Mexico’s Congress approved the bill late last year and tax authorities published the incentive’s operating rules.
Monica Lozano, head of indie Mexican prodco Altavista Films, said the incentive was a much need relief for Mexican producers. She said the incentive would also draw in fresh cash from companies that have never invested in film.
“Everyone is drawing up project proposals,” Lozano said. “This will allow producers to diversify risk and it will be a lot easier to speak of portfolios of investment.”
Mexican film production has been scraping its way up from lows of nine films per year in the mid-’90s to 50 productions last year.
Lozano, also president of the Mexican Association of Independent Producers, together with the government film institute has been lobbying lawmakers for years to approve the incentive, similar to an incentive approved in Brazil in the ’90s that has been credited in part with producing the Brazilian boom.
Mexican films average between only 3% to 5% of the annual box office, while in Brazil, incentives and quotas encouraging local production have pushed local shares to 20% of the B.O.

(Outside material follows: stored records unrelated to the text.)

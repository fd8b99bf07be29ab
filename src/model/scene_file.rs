// Copyright 2025 the Spline Editor Authors
// SPDX-License-Identifier: Apache-2.0

//! Plain-text scene files.
//!
//! The format is a point count on the first line followed by one line per
//! control point with whitespace-separated `x y` fields:
//!
//! ```text
//! 3
//! 10 10
//! 20 10
//! 30 20
//! ```
//!
//! Rows may carry extra numeric fields (color channels written by other
//! tools); they are accepted and ignored. Each row is loaded all-or-nothing:
//! a malformed row is skipped and counted, it never aborts the load.

use kurbo::Point;
use std::fmt::Write as _;
use std::fs::File;
use std::io::Read as _;
use std::path::{Path, PathBuf};
use thiserror::Error;

/// Errors raised while reading or writing a scene file
#[derive(Debug, Error)]
pub enum SceneError {
    #[error("could not open scene file {path}: {source}")]
    Open {
        path: PathBuf,
        #[source]
        source: std::io::Error,
    },

    #[error("could not read scene file {path}: {source}")]
    Read {
        path: PathBuf,
        #[source]
        source: std::io::Error,
    },

    #[error("could not write scene file {path}: {source}")]
    Write {
        path: PathBuf,
        #[source]
        source: std::io::Error,
    },
}

/// Result of parsing a scene file
#[derive(Debug, Clone, Default, PartialEq)]
pub struct LoadedScene {
    pub points: Vec<Point>,
    /// Rows that could not be parsed and were dropped
    pub skipped_rows: usize,
}

/// Parse scene text. Never fails; bad rows are skipped.
pub fn parse_scene(text: &str) -> LoadedScene {
    let mut lines = text.lines().map(str::trim).filter(|l| !l.is_empty()).peekable();

    // A leading single integer is the row count. Without one, every line
    // is read as a row.
    let expected = match lines.peek().map(|l| l.parse::<usize>()) {
        Some(Ok(count)) => {
            lines.next();
            Some(count)
        }
        _ => {
            tracing::warn!("Scene file has no point count, reading all rows");
            None
        }
    };

    let mut scene = LoadedScene::default();
    for line in lines {
        if expected.is_some_and(|n| scene.points.len() + scene.skipped_rows >= n) {
            break;
        }
        match parse_row(line) {
            Some(point) => scene.points.push(point),
            None => {
                tracing::warn!("Skipping malformed scene row: {:?}", line);
                scene.skipped_rows += 1;
            }
        }
    }

    if let Some(n) = expected
        && scene.points.len() + scene.skipped_rows < n
    {
        tracing::warn!(
            "Scene file declares {} points but only {} rows were present",
            n,
            scene.points.len() + scene.skipped_rows
        );
    }

    scene
}

fn parse_row(line: &str) -> Option<Point> {
    let fields: Vec<f64> = line
        .split_whitespace()
        .map(str::parse::<f64>)
        .collect::<Result<_, _>>()
        .ok()?;

    match fields.as_slice() {
        [x, y, ..] if x.is_finite() && y.is_finite() => Some(Point::new(*x, *y)),
        _ => None,
    }
}

/// Render points in scene file format
pub fn format_scene<I>(points: I) -> String
where
    I: ExactSizeIterator<Item = Point>,
{
    let mut out = String::new();
    let _ = writeln!(out, "{}", points.len());
    for p in points {
        let _ = writeln!(out, "{} {}", p.x, p.y);
    }
    out
}

/// Read and parse a scene file
pub fn load_scene(path: &Path) -> Result<LoadedScene, SceneError> {
    let mut file = File::open(path).map_err(|source| SceneError::Open {
        path: path.to_path_buf(),
        source,
    })?;
    let mut text = String::new();
    file.read_to_string(&mut text)
        .map_err(|source| SceneError::Read {
            path: path.to_path_buf(),
            source,
        })?;
    let scene = parse_scene(&text);
    tracing::info!(
        "Loaded {} points from {} ({} rows skipped)",
        scene.points.len(),
        path.display(),
        scene.skipped_rows
    );
    Ok(scene)
}

/// Write points to a scene file, replacing any existing file
pub fn save_scene<I>(path: &Path, points: I) -> Result<(), SceneError>
where
    I: ExactSizeIterator<Item = Point>,
{
    let count = points.len();
    std::fs::write(path, format_scene(points)).map_err(|source| SceneError::Write {
        path: path.to_path_buf(),
        source,
    })?;
    tracing::info!("Saved {} points to {}", count, path.display());
    Ok(())
}
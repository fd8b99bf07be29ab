// Copyright 2025 the Spline Editor Authors
// SPDX-License-Identifier: Apache-2.0

//! Core data model: control points, their ids, and scene files

pub mod control_point;
pub mod entity_id;
pub mod scene_file;

pub use control_point::{ControlPoint, CursorShape, Draggable, HitBox, Hittable, Paintable};
pub use entity_id::{PointId, PointIdAllocator};
pub use scene_file::{LoadedScene, SceneError, load_scene, save_scene};
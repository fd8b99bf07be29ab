// Copyright 2025 the Spline Editor Authors
// SPDX-License-Identifier: Apache-2.0

//! Mouse buttons and keyboard modifiers, independent of the windowing
//! backend

/// Keyboard modifier state at the time of an event
#[derive(Debug, Clone, Copy, Default, PartialEq, Eq)]
pub struct Modifiers {
    pub shift: bool,
    pub ctrl: bool,
    pub alt: bool,
    pub meta: bool,
}

impl Modifiers {
    pub const NONE: Modifiers = Modifiers {
        shift: false,
        ctrl: false,
        alt: false,
        meta: false,
    };

    pub const SHIFT: Modifiers = Modifiers {
        shift: true,
        ..Modifiers::NONE
    };

    pub const CTRL: Modifiers = Modifiers {
        ctrl: true,
        ..Modifiers::NONE
    };

    /// Ctrl on Linux/Windows, Cmd on macOS
    pub fn command(&self) -> bool {
        self.ctrl || self.meta
    }
}

/// A single mouse button
#[derive(Debug, Clone, Copy, PartialEq, Eq)]
pub enum MouseButton {
    Left,
    Right,
    Middle,
}

/// Bitmask of held mouse buttons
#[derive(Debug, Clone, Copy, Default, PartialEq, Eq)]
pub struct MouseButtons(u8);

impl MouseButtons {
    pub const NONE: MouseButtons = MouseButtons(0);

    fn bit(button: MouseButton) -> u8 {
        match button {
            MouseButton::Left => 1,
            MouseButton::Right => 1 << 1,
            MouseButton::Middle => 1 << 2,
        }
    }

    pub fn with(mut self, button: MouseButton) -> Self {
        self.insert(button);
        self
    }

    pub fn insert(&mut self, button: MouseButton) {
        self.0 |= Self::bit(button);
    }

    pub fn remove(&mut self, button: MouseButton) {
        self.0 &= !Self::bit(button);
    }

    pub fn contains(&self, button: MouseButton) -> bool {
        self.0 & Self::bit(button) != 0
    }

    /// Primary (left) button held
    pub fn primary(&self) -> bool {
        self.contains(MouseButton::Left)
    }

    pub fn is_empty(&self) -> bool {
        self.0 == 0
    }
}
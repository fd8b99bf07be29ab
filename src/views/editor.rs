// Copyright 2025 the Spline Editor Authors
// SPDX-License-Identifier: Apache-2.0

//! Editor view - the spline canvas with a status bar underneath

use masonry::properties::types::AsUnit;
use xilem::WidgetView;
use xilem::style::Style;
use xilem::view::{CrossAxisAlignment, FlexExt, flex_col, flex_row, label};

use crate::components::editor_view;
use crate::data::AppState;
use crate::theme;

/// Canvas filling the window, status bar along the bottom
pub fn editor_tab(state: &mut AppState) -> impl WidgetView<AppState> + use<> {
    flex_col((
        editor_view(
            state.editor.clone(),
            state.editor_generation,
            |state: &mut AppState, editor, request| {
                state.update_editor(editor);
                if let Some(request) = request {
                    state.handle_request(request);
                }
            },
        )
        .flex(1.0),
        status_bar(state),
    ))
    .gap(0.px())
    .cross_axis_alignment(CrossAxisAlignment::Fill)
}

fn status_bar(state: &AppState) -> impl WidgetView<AppState> + use<> {
    // Errors take precedence over informational messages
    let (message, message_color) = match (&state.error_message, &state.status_message) {
        (Some(error), _) => (error.clone(), theme::status::ERROR_TEXT),
        (None, Some(status)) => (status.clone(), theme::status::SECONDARY_TEXT),
        (None, None) => (String::new(), theme::status::SECONDARY_TEXT),
    };

    flex_row((
        label(state.status_line())
            .text_size(theme::size::STATUS_TEXT_SIZE)
            .color(theme::status::TEXT)
            .flex(1.0),
        label(message)
            .text_size(theme::size::STATUS_TEXT_SIZE)
            .color(message_color),
    ))
    .gap(12.px())
    .padding(6.0)
    .background_color(theme::status::BACKGROUND)
}
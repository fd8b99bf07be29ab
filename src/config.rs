// Copyright 2025 the Spline Editor Authors
// SPDX-License-Identifier: Apache-2.0

//! Runtime configuration read from a TOML file.
//!
//! The file is optional. It is looked up at the path named by
//! `SPLINE_EDITOR_CONFIG`, falling back to `spline-editor.toml` in the
//! working directory. Any field may be left out:
//!
//! ```toml
//! show_points = true
//! show_guides = false
//! window_width = 640.0
//! window_height = 480.0
//! scene_dir = "scenes"
//! ```

use crate::editing::DisplayModes;
use crate::settings;
use serde::Deserialize;
use std::path::{Path, PathBuf};
use thiserror::Error;

/// Environment variable naming the config file
pub const CONFIG_ENV_VAR: &str = "SPLINE_EDITOR_CONFIG";

/// Config file name looked up in the working directory
pub const DEFAULT_CONFIG_FILE: &str = "spline-editor.toml";

#[derive(Debug, Error)]
pub enum ConfigError {
    #[error("could not read config file {path}: {source}")]
    Read {
        path: PathBuf,
        #[source]
        source: std::io::Error,
    },

    #[error("invalid config file {path}: {source}")]
    Parse {
        path: PathBuf,
        #[source]
        source: toml::de::Error,
    },
}

/// User-adjustable editor settings
#[derive(Debug, Clone, PartialEq, Deserialize)]
#[serde(default, deny_unknown_fields)]
pub struct EditorConfig {
    /// Draw control points at startup
    pub show_points: bool,
    /// Draw guide lines between control points at startup
    pub show_guides: bool,
    pub window_width: f64,
    pub window_height: f64,
    /// Directory the save/open dialogs start in
    pub scene_dir: Option<PathBuf>,
}

impl Default for EditorConfig {
    fn default() -> Self {
        let modes = DisplayModes::default();
        Self {
            show_points: modes.show_points,
            show_guides: modes.show_guides,
            window_width: settings::window::WIDTH,
            window_height: settings::window::HEIGHT,
            scene_dir: None,
        }
    }
}

impl EditorConfig {
    pub fn display_modes(&self) -> DisplayModes {
        DisplayModes {
            show_points: self.show_points,
            show_guides: self.show_guides,
        }
    }

    /// Parse a config from TOML text
    pub fn from_toml(text: &str, path: &Path) -> Result<Self, ConfigError> {
        toml::from_str(text).map_err(|source| ConfigError::Parse {
            path: path.to_path_buf(),
            source,
        })
    }

    /// Read a config file. A missing file yields the defaults.
    pub fn load_from(path: &Path) -> Result<Self, ConfigError> {
        match std::fs::read_to_string(path) {
            Ok(text) => Self::from_toml(&text, path),
            Err(e) if e.kind() == std::io::ErrorKind::NotFound => Ok(Self::default()),
            Err(source) => Err(ConfigError::Read {
                path: path.to_path_buf(),
                source,
            }),
        }
    }

    /// Load the config from the usual places, logging and falling back to
    /// defaults on any error
    pub fn load() -> Self {
        let path = std::env::var_os(CONFIG_ENV_VAR)
            .map(PathBuf::from)
            .unwrap_or_else(|| PathBuf::from(DEFAULT_CONFIG_FILE));

        match Self::load_from(&path) {
            Ok(config) => {
                tracing::debug!("Using config {:?}", config);
                config
            }
            Err(e) => {
                tracing::warn!("{}; using default settings", e);
                Self::default()
            }
        }
    }
}
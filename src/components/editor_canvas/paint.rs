// Copyright 2025 the Spline Editor Authors
// SPDX-License-Identifier: Apache-2.0

//! Paint helper methods for SplineCanvas

use super::SplineCanvas;
use crate::render::{SceneSurface, paint_editor};
use crate::theme;
use masonry::kurbo::Size;
use masonry::util::fill_color;
use masonry::vello::Scene;

impl SplineCanvas {
    pub(super) fn paint_background(&self, scene: &mut Scene, canvas_size: Size) {
        let bg_rect = canvas_size.to_rect();
        fill_color(scene, &bg_rect, theme::canvas::BACKGROUND.to_color());
    }

    pub(super) fn paint_editor(&mut self, scene: &mut Scene) {
        let mut surface = SceneSurface::new(scene);
        paint_editor(&self.editor, &mut surface);
        self.editor.take_repaint();
    }
}
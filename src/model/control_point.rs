// Copyright 2025 the Spline Editor Authors
// SPDX-License-Identifier: Apache-2.0

//! Control points and the capabilities the editor needs from them.
//!
//! A control point is a logical center plus a fixed-size square hit box.
//! The geometry lives in `HitBox`, a plain value type; painting is a
//! separate capability. The tracker only talks to points through the
//! `Hittable` and `Draggable` traits.

use super::PointId;
use crate::render::RenderSurface;
use crate::settings;
use crate::theme;
use kurbo::{Point, Rect, Vec2};

/// Cursor shape a point asks for while the pointer is over it
#[derive(Debug, Clone, Copy, PartialEq, Eq, Default)]
pub enum CursorShape {
    #[default]
    Arrow,
    Crosshair,
}

/// Anything the tracker can hit-test
pub trait Hittable {
    fn id(&self) -> PointId;

    /// Logical center
    fn center(&self) -> Point;

    /// True iff `(x, y)` lies inside the hit box, boundary included
    fn hit(&self, x: f64, y: f64) -> bool;

    /// Top-left corner of the hit box
    fn origin(&self) -> Point;

    /// Mark or unmark this entity as the active object
    fn set_hovered(&mut self, hovered: bool);
}

/// Anything the tracker can drag
pub trait Draggable {
    /// Relocate so the logical center sits at `(center_x, center_y)`
    fn move_to(&mut self, center_x: f64, center_y: f64);
}

/// Anything that can paint itself onto a surface
pub trait Paintable {
    fn paint(&self, surface: &mut dyn RenderSurface);
}

/// Axis-aligned square centered on a point
#[derive(Debug, Clone, Copy, PartialEq)]
pub struct HitBox {
    center: Point,
    half_width: f64,
}

impl HitBox {
    pub fn new(center: Point, half_width: f64) -> Self {
        Self { center, half_width }
    }

    pub fn center(&self) -> Point {
        self.center
    }

    pub fn half_width(&self) -> f64 {
        self.half_width
    }

    pub fn rect(&self) -> Rect {
        Rect::from_center_size(
            self.center,
            (2.0 * self.half_width, 2.0 * self.half_width),
        )
    }

    /// Inclusive on all four edges, unlike `Rect::contains`
    pub fn contains(&self, x: f64, y: f64) -> bool {
        let r = self.rect();
        x >= r.x0 && x <= r.x1 && y >= r.y0 && y <= r.y1
    }

    pub fn set_center(&mut self, center: Point) {
        self.center = center;
    }
}

/// A user-placed anchor for the spline
#[derive(Debug, Clone, PartialEq)]
pub struct ControlPoint {
    id: PointId,
    hit_box: HitBox,
    /// Invisible points are not painted but still hit-test and still
    /// shape the curve
    pub visible: bool,
    hovered: bool,
    cursor: CursorShape,
}

impl ControlPoint {
    pub fn new(id: PointId, center: Point) -> Self {
        Self {
            id,
            hit_box: HitBox::new(center, settings::point::HIT_HALF_WIDTH),
            visible: true,
            hovered: false,
            cursor: CursorShape::Arrow,
        }
    }

    pub fn hit_box(&self) -> &HitBox {
        &self.hit_box
    }

    pub fn is_hovered(&self) -> bool {
        self.hovered
    }

    pub fn cursor(&self) -> CursorShape {
        self.cursor
    }

    /// Midpoint between two points' centers
    pub fn midpoint(a: &ControlPoint, b: &ControlPoint) -> Point {
        a.center().midpoint(b.center())
    }

    /// Offset from the hit box's top-left corner to `pointer`
    pub fn grab_offset(&self, pointer: Point) -> Vec2 {
        pointer - self.origin()
    }
}

impl Hittable for ControlPoint {
    fn id(&self) -> PointId {
        self.id
    }

    fn center(&self) -> Point {
        self.hit_box.center()
    }

    fn hit(&self, x: f64, y: f64) -> bool {
        self.hit_box.contains(x, y)
    }

    fn origin(&self) -> Point {
        self.hit_box.rect().origin()
    }

    fn set_hovered(&mut self, hovered: bool) {
        self.hovered = hovered;
        self.cursor = if hovered {
            CursorShape::Crosshair
        } else {
            CursorShape::Arrow
        };
    }
}

impl Draggable for ControlPoint {
    fn move_to(&mut self, center_x: f64, center_y: f64) {
        self.hit_box.set_center(Point::new(center_x, center_y));
    }
}

impl Paintable for ControlPoint {
    fn paint(&self, surface: &mut dyn RenderSurface) {
        if !self.visible {
            return;
        }

        let center = self.center();
        surface.set_color(theme::point::BODY);
        surface.fill_rect(self.hit_box.rect());

        let marker = settings::point::MARKER_HALF_WIDTH;
        surface.set_color(theme::point::MARKER);
        surface.fill_rect(Rect::from_center_size(center, (2.0 * marker, 2.0 * marker)));

        if self.hovered {
            let ring = settings::point::RING_SCALE * self.hit_box.half_width();
            surface.set_color(theme::point::RING);
            surface.draw_rect(Rect::from_center_size(center, (2.0 * ring, 2.0 * ring)));
        }
    }
}
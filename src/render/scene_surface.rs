// Copyright 2025 the Spline Editor Authors
// SPDX-License-Identifier: Apache-2.0

//! `RenderSurface` backed by a Vello scene

use super::surface::{RenderSurface, Rgba};
use crate::theme;
use kurbo::{Affine, Line, Point, Rect, Stroke};
use masonry::vello::Scene;
use masonry::vello::peniko::{self, Brush};

/// Draws into the canvas widget's scene for the current frame
pub struct SceneSurface<'a> {
    scene: &'a mut Scene,
    brush: Brush,
    stroke: Stroke,
}

impl<'a> SceneSurface<'a> {
    pub fn new(scene: &'a mut Scene) -> Self {
        Self {
            scene,
            brush: Brush::Solid(theme::canvas::FOREGROUND.to_color()),
            stroke: Stroke::new(theme::size::LINE_WIDTH),
        }
    }
}

impl RenderSurface for SceneSurface<'_> {
    fn set_color(&mut self, color: Rgba) {
        self.brush = Brush::Solid(color.to_color());
    }

    fn draw_point(&mut self, at: Point) {
        let pixel = Rect::new(at.x, at.y, at.x + 1.0, at.y + 1.0);
        self.fill_rect(pixel);
    }

    fn draw_line(&mut self, from: Point, to: Point) {
        self.scene.stroke(
            &self.stroke,
            Affine::IDENTITY,
            &self.brush,
            None,
            &Line::new(from, to),
        );
    }

    fn draw_rect(&mut self, rect: Rect) {
        self.scene
            .stroke(&self.stroke, Affine::IDENTITY, &self.brush, None, &rect);
    }

    fn fill_rect(&mut self, rect: Rect) {
        self.scene.fill(
            peniko::Fill::NonZero,
            Affine::IDENTITY,
            &self.brush,
            None,
            &rect,
        );
    }
}
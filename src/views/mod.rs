// Copyright 2025 the Spline Editor Authors
// SPDX-License-Identifier: Apache-2.0

//! Top-level views

mod editor;

pub use editor::editor_tab;
// Copyright 2025 the Spline Editor Authors
// SPDX-License-Identifier: Apache-2.0

//! Application settings and configuration constants.
//!
//! This module holds non-visual settings that stay stable across theme
//! changes. Visual styling (colors, sizes) belongs in `theme.rs`. Values a
//! user may want to change at runtime live in `config.rs`.

// ============================================================================
// CONTROL POINT SETTINGS
// ============================================================================
/// Half the side length of a control point's square hit box (pixels)
const POINT_HIT_HALF_WIDTH: f64 = 4.0;

/// Half the side length of the inner marker drawn on visible points
const POINT_MARKER_HALF_WIDTH: f64 = 1.0;

/// Hover ring size as a multiple of the hit-box half width
const POINT_RING_SCALE: f64 = 3.0;

// ============================================================================
// SPLINE SETTINGS
// ============================================================================
/// Line segments per four-point window (parameter step 1/20 = 0.05)
const SPLINE_SAMPLES_PER_WINDOW: usize = 20;

// ============================================================================
// WINDOW SETTINGS
// ============================================================================
const WINDOW_TITLE: &str = "Splines";
const WINDOW_WIDTH: f64 = 640.0;
const WINDOW_HEIGHT: f64 = 480.0;

// ============================================================================
// PUBLIC API - Don't edit below this line unless you know what you're doing
// ============================================================================

/// Control point geometry
pub mod point {
    /// Hit-box half width (pixels)
    pub const HIT_HALF_WIDTH: f64 = super::POINT_HIT_HALF_WIDTH;

    /// Inner marker half width (pixels)
    pub const MARKER_HALF_WIDTH: f64 = super::POINT_MARKER_HALF_WIDTH;

    /// Hover ring scale relative to the hit box
    pub const RING_SCALE: f64 = super::POINT_RING_SCALE;
}

/// Spline sampling
pub mod spline {
    pub const SAMPLES_PER_WINDOW: usize = super::SPLINE_SAMPLES_PER_WINDOW;
}

/// Main window defaults
pub mod window {
    pub const TITLE: &str = super::WINDOW_TITLE;
    pub const WIDTH: f64 = super::WINDOW_WIDTH;
    pub const HEIGHT: f64 = super::WINDOW_HEIGHT;
}
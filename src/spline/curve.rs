// Copyright 2025 the Spline Editor Authors
// SPDX-License-Identifier: Apache-2.0

//! Sampling the whole control polygon into a drawable polyline

use super::basis::evaluate_segment;
use crate::settings;
use kurbo::{BezPath, Point};

/// Minimum number of control points needed for any curve
pub const MIN_POINTS: usize = 4;

/// A sampled curve: one polyline per four-point window.
///
/// Window `w` is evaluated from control points `w..w + 4`, which is the
/// `[i-1, i, i+1, i+2]` window for `i = w + 1`.
#[derive(Debug, Clone, Default, PartialEq)]
pub struct SplineCurve {
    windows: Vec<Vec<Point>>,
}

impl SplineCurve {
    /// Sample every window of `points`. Fewer than four points give an
    /// empty curve.
    pub fn from_points(points: &[Point]) -> Self {
        Self::with_samples(points, settings::spline::SAMPLES_PER_WINDOW)
    }

    /// Sample with `samples` segments per window (`samples + 1` points,
    /// both ends included)
    pub fn with_samples(points: &[Point], samples: usize) -> Self {
        let samples = samples.max(1);
        let windows = points
            .windows(MIN_POINTS)
            .map(|w| {
                (0..=samples)
                    .map(|k| {
                        // k / samples rather than repeated += step, so t = 1
                        // is hit exactly
                        let t = k as f64 / samples as f64;
                        evaluate_segment(w[0], w[1], w[2], w[3], t)
                    })
                    .collect()
            })
            .collect();
        Self { windows }
    }

    pub fn is_empty(&self) -> bool {
        self.windows.is_empty()
    }

    pub fn window_count(&self) -> usize {
        self.windows.len()
    }

    /// Samples for window `w`
    pub fn window(&self, w: usize) -> Option<&[Point]> {
        self.windows.get(w).map(Vec::as_slice)
    }

    /// All samples in traversal order. Adjacent windows share their joint,
    /// so the joint appears twice.
    pub fn samples(&self) -> impl Iterator<Item = Point> + '_ {
        self.windows.iter().flatten().copied()
    }

    /// Samples along the whole curve with each shared joint kept once
    pub fn path_points(&self) -> impl Iterator<Item = Point> + '_ {
        self.windows
            .iter()
            .enumerate()
            .flat_map(|(w, window)| window.iter().skip(usize::from(w > 0)))
            .copied()
    }

    /// Line segments to draw, chaining across window boundaries. Each
    /// window contributes exactly its own segments.
    pub fn segments(&self) -> impl Iterator<Item = (Point, Point)> + '_ {
        let mut prev: Option<Point> = None;
        self.path_points().filter_map(move |p| {
            let seg = prev.map(|q| (q, p));
            prev = Some(p);
            seg
        })
    }

    /// The curve as a single open path
    pub fn to_bezpath(&self) -> BezPath {
        let mut path = BezPath::new();
        let mut samples = self.path_points();
        if let Some(first) = samples.next() {
            path.move_to(first);
            for p in samples {
                path.line_to(p);
            }
        }
        path
    }
}
// Copyright 2025 the Spline Editor Authors
// SPDX-License-Identifier: Apache-2.0

//! Painting a whole editor frame onto a `RenderSurface`

use super::surface::RenderSurface;
use crate::editing::SplineEditor;
use crate::model::Paintable;
use crate::theme;

/// Paint guide lines, the curve, then the control points on top
pub fn paint_editor(editor: &SplineEditor, surface: &mut dyn RenderSurface) {
    if editor.modes().show_guides {
        draw_guide_lines(editor, surface);
    }

    if editor.has_curve() {
        draw_curve(editor, surface);
    }

    for point in editor.points() {
        point.paint(surface);
    }
}

/// Straight segments between consecutive control points
fn draw_guide_lines(editor: &SplineEditor, surface: &mut dyn RenderSurface) {
    let centers: Vec<_> = editor.positions().collect();
    if centers.len() < 2 {
        return;
    }
    surface.set_color(theme::spline::GUIDE_LINE);
    for pair in centers.windows(2) {
        surface.draw_line(pair[0], pair[1]);
    }
}

fn draw_curve(editor: &SplineEditor, surface: &mut dyn RenderSurface) {
    let curve = editor.curve();
    surface.set_color(theme::spline::CURVE);
    for (from, to) in curve.segments() {
        surface.draw_line(from, to);
    }
}

#[cfg(test)]
mod tests {
    use super::*;
    use crate::render::{DrawCommand, RecordingSurface};

    fn frame(editor: &SplineEditor) -> RecordingSurface {
        let mut surface = RecordingSurface::new();
        paint_editor(editor, &mut surface);
        surface
    }

    fn curve_lines(surface: &RecordingSurface) -> usize {
        surface.lines_in(theme::spline::CURVE).count()
    }

    #[test]
    fn curve_and_guides_use_different_colors() {
        assert_ne!(theme::spline::CURVE, theme::spline::GUIDE_LINE);
    }

    #[test]
    fn no_curve_until_fourth_point() {
        let mut editor = SplineEditor::new();
        for &(x, y) in &[(10.0, 10.0), (20.0, 10.0), (30.0, 20.0)] {
            editor.append_point(x, y);
        }
        assert_eq!(curve_lines(&frame(&editor)), 0);

        editor.append_point(40.0, 10.0);
        assert_eq!(curve_lines(&frame(&editor)), 20);

        editor.pop_last();
        assert_eq!(curve_lines(&frame(&editor)), 0);
    }

    #[test]
    fn guide_lines_follow_toggle() {
        let mut editor = SplineEditor::new();
        editor.append_point(0.0, 0.0);
        editor.append_point(10.0, 0.0);
        editor.append_point(10.0, 10.0);
        assert_eq!(frame(&editor).lines_in(theme::spline::GUIDE_LINE).count(), 0);

        editor.toggle_guide_lines();
        assert_eq!(frame(&editor).lines_in(theme::spline::GUIDE_LINE).count(), 2);
    }

    #[test]
    fn hidden_points_are_not_drawn() {
        let mut editor = SplineEditor::new();
        editor.append_point(0.0, 0.0);
        let filled = |s: &RecordingSurface| {
            s.commands()
                .iter()
                .filter(|c| matches!(c, DrawCommand::FillRect { .. }))
                .count()
        };
        assert_eq!(filled(&frame(&editor)), 2);

        editor.toggle_control_point_visibility();
        assert_eq!(filled(&frame(&editor)), 0);
    }
}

Under the Mexican incentive, private individuals or companies can use investments in domestic films to deduct up to 10% of their annual income tax obligation, i.e. a company that owes $1 million in taxes could invest up to $100,000 in a film.
Investors have a 20 million pesos cap per film and no one investor can apply for more than 50 million pesos per year. However, the same film may receive financing from various other investors seeking the tax incentive, said Pablo Fernandez, general coordinator at government film institute Imcine.
A production may not receive more than 80% of its financing from investors using the incentive and the other 20% must come from other sources.
Law establishes an annual cap of 500 million pesos for the total amount of incentives that may be approved. Projects must be approved by technical committees of one of Mexico’s two government film funds, Fidecine or Foprocine.
The incentive is similar to a bill approved in 2004, but the law contained errors that made it unable to be effectively applied.
The first project to receive approval is “Entre Canibales,” the first feature from Monterrey-based husband-and-wife creative team Lourdes Lopez Castro and Rodrigo Gonzales Mendoza.
Monterrey-based Coca-Cola bottler Arca is putting up the majority of the film’s $1.4 million budget.
Tragicomedy is about a championship Little League team that reunites as adults.
“The incentive was crucial to get the project off the ground,” Lopez said.
Hollywood distribs that have opened local production houses — Warner Bros. Mexico, Columbia Pictures Mexico, and Disney’s Latin label Miravista — could also take advantage of the incentive.
“We are still trying to figure it out,” said Philip Alexander, head of Buena Vista/Columbia TriStar’s joint venture in Mexico. “We have to analyze it and see how you apply it.”